• _What the task requires_
State how many lines in the entries below hold the string "derive", and give nothing besides that number.

*** Block opens ***

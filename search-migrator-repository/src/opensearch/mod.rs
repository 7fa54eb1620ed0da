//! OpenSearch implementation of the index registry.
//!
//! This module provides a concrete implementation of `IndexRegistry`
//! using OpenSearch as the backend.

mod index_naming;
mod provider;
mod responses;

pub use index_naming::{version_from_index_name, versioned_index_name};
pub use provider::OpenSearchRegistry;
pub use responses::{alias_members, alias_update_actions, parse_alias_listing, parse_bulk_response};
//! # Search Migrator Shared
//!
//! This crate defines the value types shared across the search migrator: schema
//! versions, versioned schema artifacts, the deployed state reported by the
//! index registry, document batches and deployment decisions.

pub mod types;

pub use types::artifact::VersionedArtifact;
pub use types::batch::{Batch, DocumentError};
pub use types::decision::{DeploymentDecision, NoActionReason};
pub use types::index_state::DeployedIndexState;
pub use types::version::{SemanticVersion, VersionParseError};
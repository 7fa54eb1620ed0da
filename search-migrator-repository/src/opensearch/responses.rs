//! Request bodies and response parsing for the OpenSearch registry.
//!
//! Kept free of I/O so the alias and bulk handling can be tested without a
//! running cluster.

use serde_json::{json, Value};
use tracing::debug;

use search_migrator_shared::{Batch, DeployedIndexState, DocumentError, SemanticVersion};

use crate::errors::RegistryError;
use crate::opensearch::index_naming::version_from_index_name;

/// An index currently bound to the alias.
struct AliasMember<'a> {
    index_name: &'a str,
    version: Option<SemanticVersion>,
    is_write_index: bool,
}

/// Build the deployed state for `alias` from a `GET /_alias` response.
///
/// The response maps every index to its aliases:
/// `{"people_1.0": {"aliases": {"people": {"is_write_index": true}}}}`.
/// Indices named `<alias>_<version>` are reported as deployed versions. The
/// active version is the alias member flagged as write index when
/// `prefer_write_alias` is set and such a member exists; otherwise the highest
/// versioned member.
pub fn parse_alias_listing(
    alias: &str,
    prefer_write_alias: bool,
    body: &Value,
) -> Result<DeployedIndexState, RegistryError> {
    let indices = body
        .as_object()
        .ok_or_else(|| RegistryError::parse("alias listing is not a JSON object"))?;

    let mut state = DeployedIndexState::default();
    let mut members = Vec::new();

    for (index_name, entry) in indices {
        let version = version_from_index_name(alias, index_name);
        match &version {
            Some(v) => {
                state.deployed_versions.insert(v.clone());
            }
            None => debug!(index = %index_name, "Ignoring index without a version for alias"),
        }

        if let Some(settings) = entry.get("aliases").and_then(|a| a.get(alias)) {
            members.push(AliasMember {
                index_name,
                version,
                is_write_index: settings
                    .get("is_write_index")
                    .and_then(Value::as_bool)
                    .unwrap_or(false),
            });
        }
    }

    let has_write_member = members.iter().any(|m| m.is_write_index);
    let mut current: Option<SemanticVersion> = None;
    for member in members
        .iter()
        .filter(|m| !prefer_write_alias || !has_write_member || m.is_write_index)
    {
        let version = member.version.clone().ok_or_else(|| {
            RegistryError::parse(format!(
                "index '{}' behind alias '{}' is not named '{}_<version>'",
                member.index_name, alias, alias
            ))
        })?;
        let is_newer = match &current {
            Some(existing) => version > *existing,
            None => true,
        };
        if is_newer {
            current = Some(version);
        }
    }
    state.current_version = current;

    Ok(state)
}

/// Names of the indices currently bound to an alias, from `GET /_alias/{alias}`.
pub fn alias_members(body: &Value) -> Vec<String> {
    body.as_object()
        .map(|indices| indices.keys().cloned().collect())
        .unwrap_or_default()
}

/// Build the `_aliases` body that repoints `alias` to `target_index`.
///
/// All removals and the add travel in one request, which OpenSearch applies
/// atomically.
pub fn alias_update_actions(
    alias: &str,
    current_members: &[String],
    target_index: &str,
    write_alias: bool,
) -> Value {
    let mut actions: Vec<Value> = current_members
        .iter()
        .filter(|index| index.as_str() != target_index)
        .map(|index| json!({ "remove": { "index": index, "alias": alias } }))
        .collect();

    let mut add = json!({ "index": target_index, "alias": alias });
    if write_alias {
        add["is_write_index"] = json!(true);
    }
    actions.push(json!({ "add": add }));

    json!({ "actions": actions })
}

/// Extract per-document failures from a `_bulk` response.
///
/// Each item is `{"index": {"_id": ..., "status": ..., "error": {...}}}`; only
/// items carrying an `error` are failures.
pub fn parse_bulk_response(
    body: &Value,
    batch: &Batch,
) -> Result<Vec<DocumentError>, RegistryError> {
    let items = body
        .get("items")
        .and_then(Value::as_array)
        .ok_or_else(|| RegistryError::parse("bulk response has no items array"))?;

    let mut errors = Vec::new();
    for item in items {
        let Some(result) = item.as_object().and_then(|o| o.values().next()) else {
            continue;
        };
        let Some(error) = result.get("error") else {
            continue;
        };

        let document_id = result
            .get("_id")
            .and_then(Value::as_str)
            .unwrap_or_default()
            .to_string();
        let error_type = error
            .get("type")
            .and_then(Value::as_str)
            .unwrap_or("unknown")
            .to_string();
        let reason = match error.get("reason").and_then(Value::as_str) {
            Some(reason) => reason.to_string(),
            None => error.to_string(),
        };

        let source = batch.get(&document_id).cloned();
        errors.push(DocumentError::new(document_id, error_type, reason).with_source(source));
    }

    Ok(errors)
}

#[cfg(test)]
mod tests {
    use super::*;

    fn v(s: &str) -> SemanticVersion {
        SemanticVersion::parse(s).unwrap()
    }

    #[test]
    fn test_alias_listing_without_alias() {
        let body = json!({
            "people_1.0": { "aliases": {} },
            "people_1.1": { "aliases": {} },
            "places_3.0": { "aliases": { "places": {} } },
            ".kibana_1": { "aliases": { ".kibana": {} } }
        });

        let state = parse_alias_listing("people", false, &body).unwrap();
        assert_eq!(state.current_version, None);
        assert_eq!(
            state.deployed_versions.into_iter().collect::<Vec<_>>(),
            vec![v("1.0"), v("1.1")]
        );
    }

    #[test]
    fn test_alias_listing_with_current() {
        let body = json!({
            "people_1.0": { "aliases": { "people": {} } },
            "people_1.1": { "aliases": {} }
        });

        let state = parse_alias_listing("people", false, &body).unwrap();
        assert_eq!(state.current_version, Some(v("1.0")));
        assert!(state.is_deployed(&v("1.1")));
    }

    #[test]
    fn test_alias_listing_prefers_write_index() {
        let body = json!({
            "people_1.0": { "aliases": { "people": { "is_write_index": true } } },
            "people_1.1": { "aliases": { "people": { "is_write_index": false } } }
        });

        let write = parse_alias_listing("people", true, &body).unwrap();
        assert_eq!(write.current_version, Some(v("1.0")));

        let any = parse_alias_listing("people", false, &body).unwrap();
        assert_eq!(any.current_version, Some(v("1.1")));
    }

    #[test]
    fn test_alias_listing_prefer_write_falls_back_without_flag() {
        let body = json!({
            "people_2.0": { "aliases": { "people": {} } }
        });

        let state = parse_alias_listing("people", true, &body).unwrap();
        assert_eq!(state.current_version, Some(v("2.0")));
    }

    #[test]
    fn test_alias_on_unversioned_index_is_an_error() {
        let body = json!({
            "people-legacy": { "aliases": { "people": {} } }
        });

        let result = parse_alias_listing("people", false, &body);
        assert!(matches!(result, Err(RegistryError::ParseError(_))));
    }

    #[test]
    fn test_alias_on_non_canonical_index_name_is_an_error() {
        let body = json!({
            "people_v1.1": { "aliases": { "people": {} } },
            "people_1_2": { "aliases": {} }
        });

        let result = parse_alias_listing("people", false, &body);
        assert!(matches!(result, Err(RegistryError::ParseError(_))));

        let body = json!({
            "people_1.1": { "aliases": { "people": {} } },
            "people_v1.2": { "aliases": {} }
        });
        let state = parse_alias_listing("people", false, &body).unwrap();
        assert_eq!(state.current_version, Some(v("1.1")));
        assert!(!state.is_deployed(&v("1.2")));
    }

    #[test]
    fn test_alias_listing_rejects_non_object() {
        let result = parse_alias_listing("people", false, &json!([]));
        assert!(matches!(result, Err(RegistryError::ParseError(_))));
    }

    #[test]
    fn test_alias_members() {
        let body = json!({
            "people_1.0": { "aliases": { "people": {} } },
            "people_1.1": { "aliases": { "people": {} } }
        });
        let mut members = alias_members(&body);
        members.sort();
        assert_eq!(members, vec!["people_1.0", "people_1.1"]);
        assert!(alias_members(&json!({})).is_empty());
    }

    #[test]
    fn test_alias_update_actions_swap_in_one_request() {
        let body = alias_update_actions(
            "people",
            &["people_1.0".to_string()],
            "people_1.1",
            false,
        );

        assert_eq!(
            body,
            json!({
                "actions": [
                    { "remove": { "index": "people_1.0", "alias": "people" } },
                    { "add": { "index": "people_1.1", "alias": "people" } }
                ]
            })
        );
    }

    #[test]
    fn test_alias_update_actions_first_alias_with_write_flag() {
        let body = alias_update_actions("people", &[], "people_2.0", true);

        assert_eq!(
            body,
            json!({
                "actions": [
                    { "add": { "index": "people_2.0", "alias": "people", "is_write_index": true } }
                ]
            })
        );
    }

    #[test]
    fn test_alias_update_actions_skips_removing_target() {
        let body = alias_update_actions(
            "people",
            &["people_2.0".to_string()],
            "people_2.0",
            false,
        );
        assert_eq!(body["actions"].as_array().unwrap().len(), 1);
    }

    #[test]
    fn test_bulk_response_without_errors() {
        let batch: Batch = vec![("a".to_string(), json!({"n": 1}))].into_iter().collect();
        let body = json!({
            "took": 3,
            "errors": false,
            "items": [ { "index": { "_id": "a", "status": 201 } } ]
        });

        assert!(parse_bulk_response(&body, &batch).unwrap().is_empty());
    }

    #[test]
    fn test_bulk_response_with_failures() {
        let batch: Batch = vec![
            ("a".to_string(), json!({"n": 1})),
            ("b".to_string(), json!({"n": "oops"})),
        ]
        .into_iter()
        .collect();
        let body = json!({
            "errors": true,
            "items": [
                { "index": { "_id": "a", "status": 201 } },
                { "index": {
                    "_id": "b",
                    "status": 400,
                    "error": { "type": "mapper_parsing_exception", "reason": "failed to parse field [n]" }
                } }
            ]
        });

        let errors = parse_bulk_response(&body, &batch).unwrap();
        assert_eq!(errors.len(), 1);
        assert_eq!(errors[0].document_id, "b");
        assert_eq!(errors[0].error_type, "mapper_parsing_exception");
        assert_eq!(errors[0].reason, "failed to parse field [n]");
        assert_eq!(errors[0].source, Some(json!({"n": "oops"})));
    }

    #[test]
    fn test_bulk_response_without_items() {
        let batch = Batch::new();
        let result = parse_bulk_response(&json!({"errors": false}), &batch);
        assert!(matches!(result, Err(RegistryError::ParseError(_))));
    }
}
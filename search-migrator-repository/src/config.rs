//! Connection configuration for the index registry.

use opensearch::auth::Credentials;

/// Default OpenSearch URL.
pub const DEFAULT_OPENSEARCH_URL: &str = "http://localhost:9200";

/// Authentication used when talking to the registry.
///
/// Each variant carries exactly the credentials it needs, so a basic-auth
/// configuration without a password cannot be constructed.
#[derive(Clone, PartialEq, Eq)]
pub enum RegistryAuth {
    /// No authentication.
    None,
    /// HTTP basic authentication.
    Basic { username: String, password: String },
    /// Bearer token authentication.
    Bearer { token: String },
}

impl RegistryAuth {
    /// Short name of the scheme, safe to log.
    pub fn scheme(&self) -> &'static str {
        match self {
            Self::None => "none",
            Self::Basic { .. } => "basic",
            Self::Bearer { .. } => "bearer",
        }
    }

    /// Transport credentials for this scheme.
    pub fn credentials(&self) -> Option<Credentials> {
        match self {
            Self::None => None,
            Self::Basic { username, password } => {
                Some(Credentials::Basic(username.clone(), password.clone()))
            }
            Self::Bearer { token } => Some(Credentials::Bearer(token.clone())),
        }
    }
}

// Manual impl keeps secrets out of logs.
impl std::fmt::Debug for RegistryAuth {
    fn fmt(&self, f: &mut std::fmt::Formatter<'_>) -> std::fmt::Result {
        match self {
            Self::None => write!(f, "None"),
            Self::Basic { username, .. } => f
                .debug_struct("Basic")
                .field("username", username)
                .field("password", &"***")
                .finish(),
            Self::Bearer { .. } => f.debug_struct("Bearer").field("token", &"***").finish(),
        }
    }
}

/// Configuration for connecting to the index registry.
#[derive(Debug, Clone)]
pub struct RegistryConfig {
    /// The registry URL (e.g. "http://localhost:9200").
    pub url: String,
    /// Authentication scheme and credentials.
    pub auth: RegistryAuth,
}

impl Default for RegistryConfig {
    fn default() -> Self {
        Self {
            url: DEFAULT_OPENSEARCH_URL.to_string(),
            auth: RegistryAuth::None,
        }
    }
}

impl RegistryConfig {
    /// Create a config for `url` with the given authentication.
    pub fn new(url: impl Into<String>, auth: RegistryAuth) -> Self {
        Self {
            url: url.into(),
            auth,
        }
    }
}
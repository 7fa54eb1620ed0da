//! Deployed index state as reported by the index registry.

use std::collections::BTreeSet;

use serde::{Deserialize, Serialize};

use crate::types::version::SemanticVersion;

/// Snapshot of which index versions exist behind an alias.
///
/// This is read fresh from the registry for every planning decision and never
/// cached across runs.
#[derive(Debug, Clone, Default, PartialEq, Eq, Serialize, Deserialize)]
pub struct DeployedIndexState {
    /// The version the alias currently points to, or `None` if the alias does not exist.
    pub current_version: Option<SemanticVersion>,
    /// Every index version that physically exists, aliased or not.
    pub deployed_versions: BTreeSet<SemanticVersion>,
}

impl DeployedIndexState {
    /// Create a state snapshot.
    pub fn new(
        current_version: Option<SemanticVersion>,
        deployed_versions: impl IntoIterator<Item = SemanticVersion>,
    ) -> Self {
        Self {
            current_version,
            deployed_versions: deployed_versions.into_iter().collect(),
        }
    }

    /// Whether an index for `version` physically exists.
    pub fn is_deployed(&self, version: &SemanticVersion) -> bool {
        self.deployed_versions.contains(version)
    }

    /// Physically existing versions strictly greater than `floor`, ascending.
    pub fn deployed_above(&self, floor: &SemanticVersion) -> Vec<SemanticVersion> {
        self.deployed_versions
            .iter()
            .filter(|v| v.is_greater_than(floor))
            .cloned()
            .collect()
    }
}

*** Block closes ***

• _Response for this exercise_
3